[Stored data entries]
- - - - -

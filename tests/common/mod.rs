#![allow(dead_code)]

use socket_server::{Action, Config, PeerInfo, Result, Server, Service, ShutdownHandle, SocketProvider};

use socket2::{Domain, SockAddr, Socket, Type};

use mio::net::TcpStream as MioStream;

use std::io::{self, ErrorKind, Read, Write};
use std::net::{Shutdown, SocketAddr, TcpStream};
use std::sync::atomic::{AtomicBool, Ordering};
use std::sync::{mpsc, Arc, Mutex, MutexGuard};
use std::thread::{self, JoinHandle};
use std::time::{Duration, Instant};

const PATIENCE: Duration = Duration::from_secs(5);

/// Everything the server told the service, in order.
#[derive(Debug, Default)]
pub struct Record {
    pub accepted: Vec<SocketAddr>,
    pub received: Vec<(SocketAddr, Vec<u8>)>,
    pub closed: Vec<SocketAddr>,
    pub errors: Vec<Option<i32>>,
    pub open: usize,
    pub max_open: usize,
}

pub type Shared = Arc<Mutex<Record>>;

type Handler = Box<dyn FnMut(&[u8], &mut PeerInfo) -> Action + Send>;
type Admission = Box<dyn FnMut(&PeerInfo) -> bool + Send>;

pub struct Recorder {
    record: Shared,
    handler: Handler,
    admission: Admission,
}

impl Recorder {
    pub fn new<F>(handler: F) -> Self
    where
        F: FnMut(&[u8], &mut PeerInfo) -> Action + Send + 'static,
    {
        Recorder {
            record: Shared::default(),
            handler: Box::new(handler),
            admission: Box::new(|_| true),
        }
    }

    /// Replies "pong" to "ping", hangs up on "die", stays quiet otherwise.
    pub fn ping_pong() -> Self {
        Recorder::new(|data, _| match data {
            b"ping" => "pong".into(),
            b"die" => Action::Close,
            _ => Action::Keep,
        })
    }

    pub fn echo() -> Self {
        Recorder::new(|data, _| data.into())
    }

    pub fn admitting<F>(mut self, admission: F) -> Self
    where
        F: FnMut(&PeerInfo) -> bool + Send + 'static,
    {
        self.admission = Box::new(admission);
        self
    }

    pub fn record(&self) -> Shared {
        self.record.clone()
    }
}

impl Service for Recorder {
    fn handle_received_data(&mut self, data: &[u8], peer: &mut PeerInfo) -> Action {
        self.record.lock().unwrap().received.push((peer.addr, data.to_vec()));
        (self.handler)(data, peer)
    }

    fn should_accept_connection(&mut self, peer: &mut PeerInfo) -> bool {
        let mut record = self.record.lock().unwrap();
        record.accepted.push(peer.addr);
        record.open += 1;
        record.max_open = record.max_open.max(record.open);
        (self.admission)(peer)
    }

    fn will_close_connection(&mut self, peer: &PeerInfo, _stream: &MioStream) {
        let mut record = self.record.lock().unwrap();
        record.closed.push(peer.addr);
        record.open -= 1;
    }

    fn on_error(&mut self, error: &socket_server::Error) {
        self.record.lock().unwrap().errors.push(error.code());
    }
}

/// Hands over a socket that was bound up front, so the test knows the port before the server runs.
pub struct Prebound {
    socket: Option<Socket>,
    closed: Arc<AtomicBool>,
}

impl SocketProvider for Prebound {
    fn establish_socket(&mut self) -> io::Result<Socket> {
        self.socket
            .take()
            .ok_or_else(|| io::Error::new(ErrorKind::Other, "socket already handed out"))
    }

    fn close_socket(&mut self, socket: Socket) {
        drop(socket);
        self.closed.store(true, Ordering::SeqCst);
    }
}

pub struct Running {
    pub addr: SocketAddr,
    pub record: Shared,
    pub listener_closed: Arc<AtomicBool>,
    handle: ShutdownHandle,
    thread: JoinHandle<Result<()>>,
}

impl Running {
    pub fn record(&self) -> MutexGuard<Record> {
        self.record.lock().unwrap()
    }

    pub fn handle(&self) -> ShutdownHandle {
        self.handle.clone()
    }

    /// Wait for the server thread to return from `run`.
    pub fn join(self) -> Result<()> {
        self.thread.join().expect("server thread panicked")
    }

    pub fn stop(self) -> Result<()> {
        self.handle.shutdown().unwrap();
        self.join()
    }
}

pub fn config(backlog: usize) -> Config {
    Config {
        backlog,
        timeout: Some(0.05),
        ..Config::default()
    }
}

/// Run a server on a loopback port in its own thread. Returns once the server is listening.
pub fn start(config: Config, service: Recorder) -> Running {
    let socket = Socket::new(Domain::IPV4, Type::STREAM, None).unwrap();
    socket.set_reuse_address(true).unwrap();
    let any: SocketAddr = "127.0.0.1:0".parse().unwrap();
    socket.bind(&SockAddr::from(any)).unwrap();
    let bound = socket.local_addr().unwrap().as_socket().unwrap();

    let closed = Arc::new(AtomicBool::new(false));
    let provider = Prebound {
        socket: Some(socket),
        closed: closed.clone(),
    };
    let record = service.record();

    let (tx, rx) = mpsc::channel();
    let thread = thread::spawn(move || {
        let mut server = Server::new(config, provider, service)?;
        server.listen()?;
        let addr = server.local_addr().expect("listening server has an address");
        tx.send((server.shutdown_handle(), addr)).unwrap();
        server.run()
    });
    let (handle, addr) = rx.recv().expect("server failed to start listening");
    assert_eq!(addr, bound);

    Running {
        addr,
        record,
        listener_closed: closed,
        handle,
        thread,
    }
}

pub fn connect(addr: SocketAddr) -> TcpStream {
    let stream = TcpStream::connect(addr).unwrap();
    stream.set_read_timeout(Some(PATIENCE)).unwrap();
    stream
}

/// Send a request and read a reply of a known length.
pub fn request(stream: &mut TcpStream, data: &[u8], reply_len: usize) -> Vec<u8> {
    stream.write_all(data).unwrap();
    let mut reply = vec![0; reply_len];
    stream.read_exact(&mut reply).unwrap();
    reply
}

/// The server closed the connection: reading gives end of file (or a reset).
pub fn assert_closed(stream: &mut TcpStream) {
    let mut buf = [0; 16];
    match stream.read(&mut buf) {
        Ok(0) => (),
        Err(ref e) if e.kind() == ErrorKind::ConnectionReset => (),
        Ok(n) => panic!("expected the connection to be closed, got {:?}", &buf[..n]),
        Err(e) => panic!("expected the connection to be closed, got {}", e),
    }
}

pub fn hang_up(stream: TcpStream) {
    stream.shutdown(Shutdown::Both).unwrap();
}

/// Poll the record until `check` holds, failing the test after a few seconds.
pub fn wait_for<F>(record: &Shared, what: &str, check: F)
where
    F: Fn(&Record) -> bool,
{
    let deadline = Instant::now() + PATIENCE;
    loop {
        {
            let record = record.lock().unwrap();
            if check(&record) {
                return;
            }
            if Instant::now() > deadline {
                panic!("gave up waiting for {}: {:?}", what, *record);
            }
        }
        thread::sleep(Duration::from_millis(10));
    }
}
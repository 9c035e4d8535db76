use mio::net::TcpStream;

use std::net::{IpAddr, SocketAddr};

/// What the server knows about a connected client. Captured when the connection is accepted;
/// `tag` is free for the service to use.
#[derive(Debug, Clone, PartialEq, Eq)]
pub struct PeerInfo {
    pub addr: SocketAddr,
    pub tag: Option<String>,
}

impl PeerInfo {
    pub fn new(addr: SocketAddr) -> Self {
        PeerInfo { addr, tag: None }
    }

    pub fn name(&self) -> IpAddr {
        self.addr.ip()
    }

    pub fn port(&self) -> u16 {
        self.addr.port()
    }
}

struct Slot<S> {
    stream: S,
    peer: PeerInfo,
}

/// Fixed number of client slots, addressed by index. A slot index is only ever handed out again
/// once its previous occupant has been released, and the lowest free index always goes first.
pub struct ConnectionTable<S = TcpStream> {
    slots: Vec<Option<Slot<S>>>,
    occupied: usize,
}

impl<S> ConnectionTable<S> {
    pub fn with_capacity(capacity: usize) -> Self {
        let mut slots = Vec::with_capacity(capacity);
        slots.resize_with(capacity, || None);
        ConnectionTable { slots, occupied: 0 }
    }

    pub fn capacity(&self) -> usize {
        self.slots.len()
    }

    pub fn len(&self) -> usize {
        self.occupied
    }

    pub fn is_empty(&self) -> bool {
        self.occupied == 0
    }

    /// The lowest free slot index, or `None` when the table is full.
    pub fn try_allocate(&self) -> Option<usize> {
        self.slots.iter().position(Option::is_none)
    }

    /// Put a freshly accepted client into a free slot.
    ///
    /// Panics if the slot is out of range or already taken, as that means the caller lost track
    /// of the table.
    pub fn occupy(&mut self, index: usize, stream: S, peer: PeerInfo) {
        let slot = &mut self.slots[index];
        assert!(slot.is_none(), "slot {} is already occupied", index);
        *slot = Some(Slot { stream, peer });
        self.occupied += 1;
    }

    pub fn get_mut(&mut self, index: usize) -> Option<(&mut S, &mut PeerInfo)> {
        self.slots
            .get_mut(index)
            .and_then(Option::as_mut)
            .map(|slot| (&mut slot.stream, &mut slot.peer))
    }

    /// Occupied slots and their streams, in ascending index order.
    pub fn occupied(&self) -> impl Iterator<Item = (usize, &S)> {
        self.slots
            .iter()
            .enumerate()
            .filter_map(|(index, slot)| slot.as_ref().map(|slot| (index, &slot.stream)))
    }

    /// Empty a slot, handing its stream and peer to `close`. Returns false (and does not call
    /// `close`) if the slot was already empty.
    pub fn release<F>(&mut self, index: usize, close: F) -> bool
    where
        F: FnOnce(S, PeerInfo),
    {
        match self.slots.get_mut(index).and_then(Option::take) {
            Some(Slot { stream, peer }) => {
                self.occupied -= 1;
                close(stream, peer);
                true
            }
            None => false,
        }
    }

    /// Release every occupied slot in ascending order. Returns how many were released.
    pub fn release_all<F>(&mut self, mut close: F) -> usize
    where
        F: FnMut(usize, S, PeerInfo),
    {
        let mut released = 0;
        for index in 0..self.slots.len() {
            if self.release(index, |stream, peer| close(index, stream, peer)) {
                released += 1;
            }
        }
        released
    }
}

- - - - -

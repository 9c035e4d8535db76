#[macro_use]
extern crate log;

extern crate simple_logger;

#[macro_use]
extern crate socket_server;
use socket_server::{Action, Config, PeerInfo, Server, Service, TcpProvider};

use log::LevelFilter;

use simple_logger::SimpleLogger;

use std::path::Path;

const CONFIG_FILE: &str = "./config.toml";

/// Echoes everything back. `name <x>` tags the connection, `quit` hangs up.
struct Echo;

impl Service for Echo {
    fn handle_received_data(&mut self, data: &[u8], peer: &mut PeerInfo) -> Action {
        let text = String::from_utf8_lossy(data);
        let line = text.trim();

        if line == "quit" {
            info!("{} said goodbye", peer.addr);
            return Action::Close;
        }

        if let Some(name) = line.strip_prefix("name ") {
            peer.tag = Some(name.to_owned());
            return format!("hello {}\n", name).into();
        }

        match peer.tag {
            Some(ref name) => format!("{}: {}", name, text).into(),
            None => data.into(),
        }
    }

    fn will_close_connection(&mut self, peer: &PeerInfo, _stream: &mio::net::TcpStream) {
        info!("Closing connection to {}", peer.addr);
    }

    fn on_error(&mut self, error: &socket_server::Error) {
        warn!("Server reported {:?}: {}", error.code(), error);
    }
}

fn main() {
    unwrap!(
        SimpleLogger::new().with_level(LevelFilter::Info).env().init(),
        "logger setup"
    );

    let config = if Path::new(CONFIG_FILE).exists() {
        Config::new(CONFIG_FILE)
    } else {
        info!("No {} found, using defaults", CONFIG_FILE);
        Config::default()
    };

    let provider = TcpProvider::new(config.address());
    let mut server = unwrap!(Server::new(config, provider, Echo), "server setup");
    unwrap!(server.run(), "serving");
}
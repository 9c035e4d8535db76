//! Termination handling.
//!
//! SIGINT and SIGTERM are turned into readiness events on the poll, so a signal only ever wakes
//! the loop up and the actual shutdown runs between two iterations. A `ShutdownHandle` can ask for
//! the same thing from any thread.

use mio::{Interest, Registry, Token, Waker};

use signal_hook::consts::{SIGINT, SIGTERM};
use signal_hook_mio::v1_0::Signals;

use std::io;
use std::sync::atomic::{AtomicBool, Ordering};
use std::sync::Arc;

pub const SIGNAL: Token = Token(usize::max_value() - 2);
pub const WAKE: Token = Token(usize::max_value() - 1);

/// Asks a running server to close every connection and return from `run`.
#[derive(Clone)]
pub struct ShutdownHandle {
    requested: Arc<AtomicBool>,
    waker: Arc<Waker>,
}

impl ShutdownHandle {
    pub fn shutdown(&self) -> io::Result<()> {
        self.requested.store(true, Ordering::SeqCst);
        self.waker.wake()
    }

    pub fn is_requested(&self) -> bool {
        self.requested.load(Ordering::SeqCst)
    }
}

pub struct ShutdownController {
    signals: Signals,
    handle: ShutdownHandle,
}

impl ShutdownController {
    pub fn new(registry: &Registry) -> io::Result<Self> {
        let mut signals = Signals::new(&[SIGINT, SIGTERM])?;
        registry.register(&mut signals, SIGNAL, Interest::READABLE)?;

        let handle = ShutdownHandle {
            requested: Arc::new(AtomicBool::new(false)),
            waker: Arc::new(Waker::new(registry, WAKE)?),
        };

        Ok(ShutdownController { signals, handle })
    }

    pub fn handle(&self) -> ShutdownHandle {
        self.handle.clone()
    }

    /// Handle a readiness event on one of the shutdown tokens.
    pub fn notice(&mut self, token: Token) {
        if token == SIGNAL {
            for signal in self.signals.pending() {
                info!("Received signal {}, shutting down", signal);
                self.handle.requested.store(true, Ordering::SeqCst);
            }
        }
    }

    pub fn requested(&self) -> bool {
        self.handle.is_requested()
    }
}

- - - - -

* Required work
In the entries above, restate word for word the lines between the one holding "pub const WAKE: Token" and the one holding "the shutdown tokens.", inclusive, and nothing besides.

* Written solution
pub const WAKE: Token = Token(usize::max_value() - 1);

/// Asks a running server to close every connection and return from `run`.
#[derive(Clone)]
pub struct ShutdownHandle {
    requested: Arc<AtomicBool>,
    waker: Arc<Waker>,
}

impl ShutdownHandle {
    pub fn shutdown(&self) -> io::Result<()> {
        self.requested.store(true, Ordering::SeqCst);
        self.waker.wake()
    }

    pub fn is_requested(&self) -> bool {
        self.requested.load(Ordering::SeqCst)
    }
}

pub struct ShutdownController {
    signals: Signals,
    handle: ShutdownHandle,
}

impl ShutdownController {
    pub fn new(registry: &Registry) -> io::Result<Self> {
        let mut signals = Signals::new(&[SIGINT, SIGTERM])?;
        registry.register(&mut signals, SIGNAL, Interest::READABLE)?;

        let handle = ShutdownHandle {
            requested: Arc::new(AtomicBool::new(false)),
            waker: Arc::new(Waker::new(registry, WAKE)?),
        };

        Ok(ShutdownController { signals, handle })
    }

    pub fn handle(&self) -> ShutdownHandle {
        self.handle.clone()
    }

    /// Handle a readiness event on one of the shutdown tokens.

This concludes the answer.